The H5N1 flu virus apparently originated in Southeast Asia. It has certainly caused the most deaths in countries in that region with a death rate of about 50% of the infected population. Fortunately, the disease has not developed the ability to be easily transmitted to humans or between humans, so the infection rate and the total number of deaths have been relatively low.
Outside of Southeast Asia, the country with the highest number of H5N1 infections has been Egypt. According to the Independent article there has also been a change in the infection pattern and the fatality rate in that country. Both of these are indications that the virus is evolving; a not unexpected occurrence given the high mutation rate in the flu virus in general.
Infection Pattern
The first oddity in the infection pattern is that most of the infected patients are children; in Southeast Asia the infected patients are a virtual cross section of the exposed community. While children are more vulnerable to viral infections because of their less developed immune system, that would typically result in a higher complication or mortality rate for children not a significantly higher infection rate.

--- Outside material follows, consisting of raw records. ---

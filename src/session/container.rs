use chrono::{DateTime, Utc};
use serde::{de::DeserializeOwned, Deserialize, Serialize};
use sonic_rs::Value;
use std::collections::HashMap;
use std::sync::Arc;
use tokio::sync::{Mutex, MutexGuard};

use crate::error::Result;

/// The per-client session blob handed to every request.
///
/// A container is a string-keyed map of JSON values plus an expiry date. It
/// only gets an identifier once a [`SessionStore`](super::store::SessionStore)
/// saves it. `flush` and `cycle_id` drop the current identifier; the ids they
/// discard are collected so the store can delete them when the request ends.
#[derive(Debug, Clone)]
pub struct SessionContainer {
    id: Option<String>,
    data: HashMap<String, Value>,
    expire_date: DateTime<Utc>,
    modified: bool,
    discarded: Vec<String>,
}

/// Serialized form of a container, as kept by the stores.
#[derive(Debug, Serialize, Deserialize)]
pub struct StoredContainer {
    pub data: HashMap<String, Value>,
    pub expire_date: DateTime<Utc>,
}

impl SessionContainer {
    /// Creates a fresh, unsaved container.
    pub fn new(expire_date: DateTime<Utc>) -> Self {
        Self {
            id: None,
            data: HashMap::new(),
            expire_date,
            modified: false,
            discarded: Vec::new(),
        }
    }

    /// Rebuilds a container loaded from a store under `id`.
    pub fn from_stored(id: String, stored: StoredContainer) -> Self {
        Self {
            id: Some(id),
            data: stored.data,
            expire_date: stored.expire_date,
            modified: false,
            discarded: Vec::new(),
        }
    }

    /// Snapshot suitable for persisting.
    pub fn to_stored(&self) -> StoredContainer {
        StoredContainer {
            data: self.data.clone(),
            expire_date: self.expire_date,
        }
    }

    /// The session identifier, `None` until the container is saved.
    pub fn identifier(&self) -> Option<&str> {
        self.id.as_deref()
    }

    pub(crate) fn assign_identifier(&mut self, id: String) {
        self.id = Some(id);
    }

    pub fn expire_date(&self) -> DateTime<Utc> {
        self.expire_date
    }

    pub fn set_expire_date(&mut self, expire_date: DateTime<Utc>) {
        self.expire_date = expire_date;
        self.modified = true;
    }

    pub fn get(&self, key: &str) -> Option<&Value> {
        self.data.get(key)
    }

    pub fn set(&mut self, key: impl Into<String>, value: Value) {
        self.data.insert(key.into(), value);
        self.modified = true;
    }

    /// Removes `key`, returning its previous value.
    pub fn pop(&mut self, key: &str) -> Option<Value> {
        let previous = self.data.remove(key);
        if previous.is_some() {
            self.modified = true;
        }
        previous
    }

    pub fn contains_key(&self, key: &str) -> bool {
        self.data.contains_key(key)
    }

    pub fn is_empty(&self) -> bool {
        self.data.is_empty()
    }

    pub fn len(&self) -> usize {
        self.data.len()
    }

    pub fn keys(&self) -> impl Iterator<Item = &str> {
        self.data.keys().map(String::as_str)
    }

    /// Stores any serializable value under `key`.
    pub fn set_serialized<T: Serialize + ?Sized>(&mut self, key: impl Into<String>, value: &T) -> Result<()> {
        let text = sonic_rs::to_string(value)?;
        let value: Value = sonic_rs::from_str(&text)?;
        self.set(key, value);
        Ok(())
    }

    /// Reads `key` back as `T`; `None` when missing or of the wrong shape.
    pub fn get_deserialized<T: DeserializeOwned>(&self, key: &str) -> Option<T> {
        let raw = self.data.get(key)?;
        let text = sonic_rs::to_string(raw).ok()?;
        sonic_rs::from_str(&text).ok()
    }

    /// Discards all data and the identifier. A new id is issued on next save.
    pub fn flush(&mut self) {
        self.data.clear();
        if let Some(id) = self.id.take() {
            self.discarded.push(id);
        }
        self.modified = true;
    }

    /// Keeps the data but drops the identifier, so the next save issues a new one.
    pub fn cycle_id(&mut self) {
        if let Some(id) = self.id.take() {
            self.discarded.push(id);
        }
        self.modified = true;
    }

    pub fn is_modified(&self) -> bool {
        self.modified
    }

    pub(crate) fn mark_saved(&mut self) {
        self.modified = false;
    }

    /// Forgets the identifier and data without scheduling any deletion.
    ///
    /// Used when the stored container vanished while the request held it.
    pub(crate) fn detach(&mut self) {
        self.id = None;
        self.data.clear();
        self.discarded.clear();
        self.modified = false;
    }

    /// Identifiers abandoned by `flush`/`cycle_id` since the last call.
    pub(crate) fn take_discarded(&mut self) -> Vec<String> {
        std::mem::take(&mut self.discarded)
    }
}

/// Shared handle to the request's container, stored in request extensions.
#[derive(Debug, Clone)]
pub struct SessionHandle(Arc<Mutex<SessionContainer>>);

impl SessionHandle {
    pub fn new(container: SessionContainer) -> Self {
        Self(Arc::new(Mutex::new(container)))
    }

    pub async fn lock(&self) -> MutexGuard<'_, SessionContainer> {
        self.0.lock().await
    }
}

What WHO authorities are afraid of is that they are not identifying the infected people in the remainder of the population because they are not requiring medical treatment. This is called having a sub-clinical infection'. With a rise in the number of sub-clinical infections the probability of human-to-human transmission rises. Human-to-human transmission is a pre-requisite for a flu pandemic.
Changes in Mortality Rate
So far, the death rate from the Egyptian version of the H5N1 virus is much lower than 50%. While this is good news for those infected with the virus, this also raises concerns in the medical community. If a pandemic were to start with this strain of the flu virus and it had a 50% mortality rate, it would be much easier to get the vast majority of people to comply with preventive measures. If it were much lower than 50%, more people would not worry much about the virus and they would be less likely to take appropriate precautions to prevent the spread of the resulting illness. Just look at the low rate of flu vaccine use in the United States.
As the article points out in its closing sentence: "Studies show that an outbreak that killed as few as 5 per cent of those it infected could still cause hundreds of millions of deaths around the world."